Algérie: "Saïd Bouhadja ne peut pas être révoqué", mais ne peut pas ester contre sa révocation

Said Bouhadja, président de l’Assemblée populaire nationale (APN).

Said Bouhadja, président de l’Assemblée populaire nationale (APN).. DR

Le 19/10/2018 à 12h14, mis à jour le 19/10/2018 à 12h16

Revue de presseEn destituant d'autorité leur président, les députés de la majorité et les huit vice-présidents de l'Assemblée nationale populaire algérienne ont acté une décision sans fondement légal. Mais selon la constitutionnaliste Fatiha Benhaddou, cette décision parlementaire est inattaquable en justice.

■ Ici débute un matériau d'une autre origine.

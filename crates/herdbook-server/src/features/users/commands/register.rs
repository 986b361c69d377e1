//! Register user command

use serde::Deserialize;

use crate::auth::password::{hash_password_blocking, PasswordError};
use crate::features::shared::fields::Field;
use crate::features::shared::validation::{clean_required, FieldErrors};
use crate::features::users::types::{
    clean_password, clean_phone, DUPLICATE_EMAIL, EMAIL_MAX_LENGTH, INVALID_EMAIL, NAME_MAX_LENGTH,
};
use crate::models::{is_valid_email, normalize_email, NewUser, User};
use crate::store::{HerdStore, StoreError};

/// Request body for `POST /users`
#[derive(Debug, Clone, Default, Deserialize)]
pub struct RegisterUserCommand {
    #[serde(default)]
    pub email: Field<String>,
    #[serde(default)]
    pub password: Field<String>,
    #[serde(default)]
    pub name: Field<String>,
    #[serde(default)]
    pub phone: Field<String>,
}

#[derive(Debug, thiserror::Error)]
pub enum RegisterUserError {
    #[error("Invalid registration: {0}")]
    Validation(FieldErrors),

    #[error("Store error: {0}")]
    Store(#[from] StoreError),

    #[error(transparent)]
    Password(#[from] PasswordError),
}

/// Validated registration, password still in clear
#[derive(Debug)]
struct Registration {
    email: String,
    password: String,
    name: String,
    phone: Option<String>,
}

impl RegisterUserCommand {
    fn validate(self) -> Result<Registration, RegisterUserError> {
        let mut errors = FieldErrors::new();

        let email = clean_required(&mut errors, "email", self.email, EMAIL_MAX_LENGTH);
        let email = normalize_email(&email);
        if !errors.contains("email") && !is_valid_email(&email) {
            errors.add("email", INVALID_EMAIL);
        }

        let password = clean_password(&mut errors, "password", self.password);
        let name = clean_required(&mut errors, "name", self.name, NAME_MAX_LENGTH);
        let phone = clean_phone(&mut errors, self.phone);

        errors.into_result().map_err(RegisterUserError::Validation)?;
        Ok(Registration {
            email,
            password,
            name,
            phone,
        })
    }
}

/// Create a regular account
#[tracing::instrument(skip(store, command))]
pub async fn handle(
    store: &dyn HerdStore,
    command: RegisterUserCommand,
) -> Result<User, RegisterUserError> {
    create(store, command, false).await
}

/// Create a staff superuser; only reachable from the admin CLI
#[tracing::instrument(skip(store, command))]
pub async fn handle_superuser(
    store: &dyn HerdStore,
    command: RegisterUserCommand,
) -> Result<User, RegisterUserError> {
    create(store, command, true).await
}

async fn create(
    store: &dyn HerdStore,
    command: RegisterUserCommand,
    superuser: bool,
) -> Result<User, RegisterUserError> {
    let registration = command.validate()?;

    if store.find_user_by_email(&registration.email).await?.is_some() {
        return Err(duplicate_email());
    }

    let password_hash = hash_password_blocking(registration.password).await?;

    let new_user = NewUser {
        email: registration.email,
        name: registration.name,
        phone: registration.phone,
        password_hash,
        is_staff: superuser,
        is_superuser: superuser,
    };

    // A concurrent registration can still win the unique index
    let user = match store.create_user(new_user).await {
        Ok(user) => user,
        Err(StoreError::Conflict(_)) => return Err(duplicate_email()),
        Err(e) => return Err(e.into()),
    };

    tracing::info!(user_id = user.id, superuser, "User registered");
    Ok(user)
}

fn duplicate_email() -> RegisterUserError {
    RegisterUserError::Validation(FieldErrors::single("email", DUPLICATE_EMAIL))
}
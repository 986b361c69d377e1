//! Create bovid command

use crate::features::bovids::types::{check_tag_ownership, BovidPayload};
use crate::features::shared::validation::FieldErrors;
use crate::models::{Bovid, UserId};
use crate::store::{HerdStore, StoreError};

#[derive(Debug, thiserror::Error)]
pub enum CreateBovidError {
    #[error("Invalid bovid: {0}")]
    Validation(FieldErrors),

    #[error("Store error: {0}")]
    Store(#[from] StoreError),
}

/// Validate the payload and insert the bovid with its tags
///
/// The owner is always `owner`; tag ids must all belong to the same user.
#[tracing::instrument(skip(store, payload))]
pub async fn handle(
    store: &dyn HerdStore,
    owner: UserId,
    payload: BovidPayload,
) -> Result<Bovid, CreateBovidError> {
    let (fields, mut errors) = payload.clean(None);
    check_tag_ownership(store, owner, &fields.tag_ids, &mut errors).await?;
    errors.into_result().map_err(CreateBovidError::Validation)?;

    let bovid = store.create_bovid(owner, fields).await?;

    tracing::info!(bovid_id = bovid.id, tags = bovid.tag_ids.len(), "Bovid created");

    Ok(bovid)
}
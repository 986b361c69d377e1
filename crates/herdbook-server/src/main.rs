//! Herdbook Server - Main entry point

use anyhow::Result;
use herdbook_common::logging::{init_logging, LogConfig};
use tracing::info;

use herdbook_server::{api, config::Config};

#[tokio::main]
async fn main() -> Result<()> {
    let log_config = LogConfig::builder()
        .log_file_prefix("herdbook-server")
        .filter_directives("herdbook_server=debug,tower_http=debug,sqlx=info")
        .build();

    // Environment variables take precedence
    let log_config = log_config.merge_env()?;

    let _guard = init_logging(&log_config)?;

    info!("Starting Herdbook Server");

    let config = Config::load()?;
    info!(
        store = ?config.store,
        "Configuration loaded - server will bind to {}:{}",
        config.server.host, config.server.port
    );

    api::serve(config).await
}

Alors que Saïd Bouhadja répète à l'envi qu'il ne quittera pas son poste de président de l'Assemblée nationale populaire (APN), chambre basse du parlement, son poste a été déclaré vacant par les 8 vice-présidents qui forment avec lui le Bureau de cette institution. Hier, la commission juridique de l'APN a validé cette décision, ce qui laisse penser que l'on s'achemine vers l'élection de son remplaçant dès ce week-end, probablement ce dimanche. 

Cependant, tout n'est pas perdu pour Saïd Bouhadja. C'est du moins ce qu'estime Fatiha Benhaddou, une constitutionnaliste algérienne dans une interview accordée à l'hebdomadaire français Jeune Afrique. "Personne n'a besoin d'une formation de juriste" pour savoir que "cette décision est inconstitutionnelle", tranche-t-elle dès l'entame de son propos. Selon elle, une disposition de la Loi fondamentale algérienne précise expressément que la durée du "mandat (du président, ndlr) est de 5 ans". 

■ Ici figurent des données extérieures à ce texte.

//! Server configuration
//!
//! Everything is read from the environment (after `.env`) by
//! [`Config::load`]. Unset variables fall back to the `DEFAULT_*` constants;
//! set but malformed ones fail startup.

use serde::{Deserialize, Serialize};
use std::str::FromStr;

use crate::storage::config::MediaConfig;

// ============================================================================
// Defaults
// ============================================================================

pub const DEFAULT_SERVER_HOST: &str = "127.0.0.1";
pub const DEFAULT_SERVER_PORT: u16 = 8000;
/// Seconds to wait for in-flight requests after a shutdown signal
pub const DEFAULT_SHUTDOWN_TIMEOUT_SECS: u64 = 30;

pub const DEFAULT_DATABASE_URL: &str = "postgresql://localhost/herdbook";
pub const DEFAULT_DATABASE_MAX_CONNECTIONS: u32 = 10;
pub const DEFAULT_DATABASE_MIN_CONNECTIONS: u32 = 2;
pub const DEFAULT_DATABASE_CONNECT_TIMEOUT_SECS: u64 = 10;
pub const DEFAULT_DATABASE_IDLE_TIMEOUT_SECS: u64 = 600;

/// Where the browser front end is served during development
pub const DEFAULT_CORS_ALLOWED_ORIGIN: &str = "http://localhost:3000";

/// Complete process configuration
#[derive(Debug, Clone, Serialize, Deserialize)]
pub struct Config {
    pub server: ServerConfig,
    pub store: StoreBackend,
    pub database: DatabaseConfig,
    pub cors: CorsConfig,
    pub media: MediaConfig,
}

/// Listener settings
#[derive(Debug, Clone, Serialize, Deserialize)]
pub struct ServerConfig {
    pub host: String,
    pub port: u16,
    pub shutdown_timeout_secs: u64,
}

/// Which repository backend serves requests
#[derive(Debug, Clone, Copy, PartialEq, Eq, Default, Serialize, Deserialize)]
#[serde(rename_all = "lowercase")]
pub enum StoreBackend {
    #[default]
    Postgres,
    Memory,
}

impl FromStr for StoreBackend {
    type Err = anyhow::Error;

    fn from_str(s: &str) -> Result<Self, Self::Err> {
        match s.trim().to_lowercase().as_str() {
            "postgres" | "postgresql" => Ok(Self::Postgres),
            "memory" => Ok(Self::Memory),
            other => anyhow::bail!("Unknown HERDBOOK_STORE '{}': expected postgres or memory", other),
        }
    }
}

/// Postgres pool settings
#[derive(Debug, Clone, Serialize, Deserialize)]
pub struct DatabaseConfig {
    pub url: String,
    pub max_connections: u32,
    pub min_connections: u32,
    pub connect_timeout_secs: u64,
    pub idle_timeout_secs: u64,
}

/// Origins allowed to call the API from a browser
#[derive(Debug, Clone, Serialize, Deserialize)]
pub struct CorsConfig {
    pub allowed_origins: Vec<String>,
    pub allow_credentials: bool,
}

/// Parse an optional environment variable, falling back to `default` when unset
///
/// A value that is set but does not parse is an error rather than a silent default.
pub(crate) fn env_or<T>(name: &str, default: T) -> anyhow::Result<T>
where
    T: FromStr,
    T::Err: std::fmt::Display,
{
    match std::env::var(name) {
        Ok(raw) => raw
            .trim()
            .parse()
            .map_err(|e| anyhow::anyhow!("Invalid value for {}: '{}' ({})", name, raw, e)),
        Err(_) => Ok(default),
    }
}

impl Config {
    /// Load configuration from environment and defaults
    pub fn load() -> anyhow::Result<Self> {
        dotenvy::dotenv().ok();

        let config = Config {
            server: ServerConfig {
                host: std::env::var("HERDBOOK_HOST")
                    .unwrap_or_else(|_| DEFAULT_SERVER_HOST.to_string()),
                port: env_or("HERDBOOK_PORT", DEFAULT_SERVER_PORT)?,
                shutdown_timeout_secs: env_or(
                    "HERDBOOK_SHUTDOWN_TIMEOUT",
                    DEFAULT_SHUTDOWN_TIMEOUT_SECS,
                )?,
            },
            store: env_or("HERDBOOK_STORE", StoreBackend::Postgres)?,
            database: DatabaseConfig {
                url: std::env::var("DATABASE_URL")
                    .unwrap_or_else(|_| DEFAULT_DATABASE_URL.to_string()),
                max_connections: env_or(
                    "DATABASE_MAX_CONNECTIONS",
                    DEFAULT_DATABASE_MAX_CONNECTIONS,
                )?,
                min_connections: env_or(
                    "DATABASE_MIN_CONNECTIONS",
                    DEFAULT_DATABASE_MIN_CONNECTIONS,
                )?,
                connect_timeout_secs: env_or(
                    "DATABASE_CONNECT_TIMEOUT",
                    DEFAULT_DATABASE_CONNECT_TIMEOUT_SECS,
                )?,
                idle_timeout_secs: env_or(
                    "DATABASE_IDLE_TIMEOUT",
                    DEFAULT_DATABASE_IDLE_TIMEOUT_SECS,
                )?,
            },
            cors: CorsConfig {
                allowed_origins: std::env::var("CORS_ALLOWED_ORIGINS")
                    .unwrap_or_else(|_| DEFAULT_CORS_ALLOWED_ORIGIN.to_string())
                    .split(',')
                    .map(|s| s.trim().to_string())
                    .filter(|s| !s.is_empty())
                    .collect(),
                allow_credentials: env_or("CORS_ALLOW_CREDENTIALS", true)?,
            },
            media: MediaConfig::from_env()?,
        };

        config.validate()?;

        Ok(config)
    }

    /// Validate configuration
    pub fn validate(&self) -> anyhow::Result<()> {
        if self.server.port == 0 {
            anyhow::bail!("Server port must be greater than 0");
        }

        if self.store == StoreBackend::Postgres {
            if self.database.url.is_empty() {
                anyhow::bail!("Database URL cannot be empty");
            }

            if self.database.max_connections == 0 {
                anyhow::bail!("Database max_connections must be greater than 0");
            }

            if self.database.min_connections > self.database.max_connections {
                anyhow::bail!(
                    "Database min_connections ({}) cannot be greater than max_connections ({})",
                    self.database.min_connections,
                    self.database.max_connections
                );
            }
        }

        if self.cors.allowed_origins.is_empty() {
            tracing::warn!("No CORS origins configured - all origins will be allowed");
        }

        self.media.validate()?;

        Ok(())
    }
}

impl Default for Config {
    fn default() -> Self {
        Self {
            server: ServerConfig {
                host: DEFAULT_SERVER_HOST.to_string(),
                port: DEFAULT_SERVER_PORT,
                shutdown_timeout_secs: DEFAULT_SHUTDOWN_TIMEOUT_SECS,
            },
            store: StoreBackend::Postgres,
            database: DatabaseConfig {
                url: DEFAULT_DATABASE_URL.to_string(),
                max_connections: DEFAULT_DATABASE_MAX_CONNECTIONS,
                min_connections: DEFAULT_DATABASE_MIN_CONNECTIONS,
                connect_timeout_secs: DEFAULT_DATABASE_CONNECT_TIMEOUT_SECS,
                idle_timeout_secs: DEFAULT_DATABASE_IDLE_TIMEOUT_SECS,
            },
            cors: CorsConfig {
                allowed_origins: vec![DEFAULT_CORS_ALLOWED_ORIGIN.to_string()],
                allow_credentials: true,
            },
            media: MediaConfig::default(),
        }
    }
}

Fatiha Benhaddou est donc formelle. Il est "impossible" que Said Bouhadja soit révoqué. Pourtant, il est déjà arrivé qu'un président de la chambre basse du Parlement soit évincé: il s'est agi, en l'occurrence, de Bachir Boumaza, poussé à la sortie en 2001.

Mais selon cette juriste, à l'époque, les députés s'étaient appuyés sur deux articles de l'ancienne Constitution, en contradiction l'un avec l'autre. Le premier article, le 114, stipule que le président de la première chambre est élu pour un mandat de 3 ans. Alors que l'article 181 prévoit quant à lui une disposition transitoire accordant un mandat de 6 ans pour le premier président de cette chambre.

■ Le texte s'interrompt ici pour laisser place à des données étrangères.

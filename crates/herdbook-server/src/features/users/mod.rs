//! Accounts and API tokens
//!
//! Registration and token issue are public; `/me` requires a token.

pub mod commands;
pub mod routes;
pub mod types;

pub use commands::{
    IssueTokenCommand, IssueTokenError, RegisterUserCommand, RegisterUserError, UpdateMeCommand,
    UpdateMeError,
};
pub use types::TokenResponse;

pub use routes::users_routes;
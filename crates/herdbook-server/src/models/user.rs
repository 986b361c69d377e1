//! User accounts

use chrono::{DateTime, Utc};
use serde::Serialize;
use sqlx::FromRow;

use super::UserId;

/// An email-keyed account
#[derive(Debug, Clone, PartialEq, Eq, Serialize, FromRow)]
pub struct User {
    pub id: UserId,
    pub email: String,
    pub name: String,
    pub phone: Option<String>,
    #[serde(skip)]
    pub password_hash: String,
    #[serde(skip)]
    pub is_active: bool,
    pub is_staff: bool,
    #[serde(skip)]
    pub is_superuser: bool,
    #[serde(skip)]
    pub created: DateTime<Utc>,
}

/// Row to insert; the email must already be normalized and the password hashed
#[derive(Debug, Clone)]
pub struct NewUser {
    pub email: String,
    pub name: String,
    pub phone: Option<String>,
    pub password_hash: String,
    pub is_staff: bool,
    pub is_superuser: bool,
}

/// Profile changes; `None` leaves the column untouched
#[derive(Debug, Clone, Default)]
pub struct UserChanges {
    pub name: Option<String>,
    pub phone: Option<Option<String>>,
    pub password_hash: Option<String>,
    pub is_active: Option<bool>,
}

/// Lowercase the domain part of an address, keeping the local part as typed
///
/// Surrounding whitespace is dropped. Addresses without an `@` are returned
/// trimmed and otherwise unchanged; validation rejects them separately.
pub fn normalize_email(email: &str) -> String {
    let email = email.trim();
    match email.rsplit_once('@') {
        Some((local, domain)) => format!("{}@{}", local, domain.to_lowercase()),
        None => email.to_string(),
    }
}

/// Minimal shape check: non-empty local part and a dotted domain
pub fn is_valid_email(email: &str) -> bool {
    match email.rsplit_once('@') {
        Some((local, domain)) => {
            !local.is_empty()
                && !domain.is_empty()
                && !domain.starts_with('.')
                && !domain.ends_with('.')
                && domain.contains('.')
                && !email.chars().any(char::is_whitespace)
        },
        None => false,
    }
}

#[cfg(test)]
mod tests {
    use super::*;

    #[test]
    fn test_normalize_email_lowercases_domain_only() {
        assert_eq!(normalize_email("test@HOLMEGROWN.com"), "test@holmegrown.com");
        assert_eq!(normalize_email("Nick.Smith@Example.COM"), "Nick.Smith@example.com");
    }

    #[test]
    fn test_normalize_email_trims() {
        assert_eq!(normalize_email("  farmer@Farm.io "), "farmer@farm.io");
    }

    #[test]
    fn test_normalize_email_without_at() {
        assert_eq!(normalize_email("not-an-email"), "not-an-email");
    }

    #[test]
    fn test_is_valid_email() {
        assert!(is_valid_email("test@holmegrown.com"));
        assert!(!is_valid_email(""));
        assert!(!is_valid_email("@holmegrown.com"));
        assert!(!is_valid_email("test@"));
        assert!(!is_valid_email("test@localhost"));
        assert!(!is_valid_email("te st@holmegrown.com"));
    }

    #[test]
    fn test_user_serialization_hides_secrets() {
        let user = User {
            id: 1,
            email: "test@holmegrown.com".to_string(),
            name: "Test".to_string(),
            phone: None,
            password_hash: "$argon2id$secret".to_string(),
            is_active: true,
            is_staff: false,
            is_superuser: false,
            created: Utc::now(),
        };
        let json = serde_json::to_value(&user).unwrap();
        assert!(json.get("password_hash").is_none());
        assert!(json.get("is_superuser").is_none());
        assert_eq!(json["email"], "test@holmegrown.com");
    }
}
//! Tag API routes
//!
//! - `GET /api/v1/cattle/tags` - List the caller's tags, name descending
//! - `POST /api/v1/cattle/tags` - Create a tag owned by the caller

use axum::{
    extract::State,
    http::StatusCode,
    response::{IntoResponse, Response},
    routing::get,
    Router,
};

use super::{
    commands::{CreateTagCommand, CreateTagError},
    queries::{ListTagsError, ListTagsQuery},
};
use crate::api::extract::{JsonBody, QueryParams};
use crate::api::response::ApiResponse;
use crate::auth::AuthUser;
use crate::error::AppError;
use crate::features::FeatureState;
use crate::store::SharedStore;

pub fn tags_routes() -> Router<FeatureState> {
    Router::new().route("/", get(list_tags).post(create_tag))
}

/// Create a tag
///
/// # Endpoint
///
/// `POST /api/v1/cattle/tags`
///
/// ```json
/// { "name": "Vaccinated" }
/// ```
///
/// # Response
///
/// - `201 Created` - `{id, name}`
/// - `400 Bad Request` - `name` missing, blank or too long
/// - `401 Unauthorized`
#[tracing::instrument(skip(store, user, command), fields(user_id = user.id()))]
async fn create_tag(
    State(store): State<SharedStore>,
    user: AuthUser,
    JsonBody(command): JsonBody<CreateTagCommand>,
) -> Result<Response, TagApiError> {
    let tag = super::commands::create::handle(store.as_ref(), user.id(), command).await?;
    Ok(ApiResponse::success(tag).with_status(StatusCode::CREATED))
}

/// List tags
///
/// # Endpoint
///
/// `GET /api/v1/cattle/tags?assigned_only=1`
#[tracing::instrument(skip(store, user), fields(user_id = user.id()))]
async fn list_tags(
    State(store): State<SharedStore>,
    user: AuthUser,
    QueryParams(query): QueryParams<ListTagsQuery>,
) -> Result<Response, TagApiError> {
    let tags = super::queries::list::handle(store.as_ref(), user.id(), query).await?;

    tracing::debug!(count = tags.len(), "Tags listed via API");

    Ok(ApiResponse::success(tags).into_response())
}

// ============================================================================
// Error Handling
// ============================================================================

/// Unified error type for tag API endpoints
#[derive(Debug, thiserror::Error)]
enum TagApiError {
    #[error(transparent)]
    Create(#[from] CreateTagError),

    #[error(transparent)]
    List(#[from] ListTagsError),
}

impl From<TagApiError> for AppError {
    fn from(err: TagApiError) -> Self {
        match err {
            TagApiError::Create(CreateTagError::Validation(errors))
            | TagApiError::List(ListTagsError::Validation(errors)) => AppError::Validation(errors),
            TagApiError::Create(CreateTagError::Store(e))
            | TagApiError::List(ListTagsError::Store(e)) => AppError::Store(e),
        }
    }
}

impl IntoResponse for TagApiError {
    fn into_response(self) -> Response {
        AppError::from(self).into_response()
    }
}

Malheureusement pour le régime, aucun imbroglio juridique de la sorte ne peut être évoqué pour le cas de Bouhadja. 

Pour la juriste, l'incapacité évoquée par le Bureau du Parlement pour déclarer la "vacance" du poste suggère que Bouhadja est "incapable de se déplacer, ou se trouve en état de léthargie ou encore de paralysie grave". Elle précise également que "l'incompatibilité juridique" n'est pas une "incompatibilité d'humeur", comme veulent le faire croire les députés de la majorité.

Il s'agit surtout de l'impossibilité pour un député d'occuper des fonctions dans l'administration ou le privé, ou encore de vouloir représenter une corporation et non l'intérêt général. 

Toujours selon Fatiha Benhaddou, en cadenassant l'hémicycle et en changeant les serrures des bureaux de Saïd Bouhaddja, les députés ont été les auteurs d'une voie de fait, par conséquent répréhensible par le code pénal. Ils ne doivent leur salut qu'à leur immunité parlementaire. 

Quoi qu'il en soit, on est face à une impasse. Car malgré le caractère illégal des actes posés par les députés de la majorité, Saïd Bouhadja ne peut pas les attaquer en justice, car il s'agit de décisions prises par des parlementaires, lesquels, par principe ne peuvent être déférés devant la justice.

Il est donc évident que le Conseil constitutionnel, que s'apprête à saisir le président de l'APN, se déclarera incompétent. 

Donc, cette juriste, l'unique solution qui pourrait permettre une sortie de crise honorable et sauver l'image de l'Algérie serait la dissolution sans motifs du parlement et l'organisation de nouvelles élections législatives. Ira-t-on jusque là?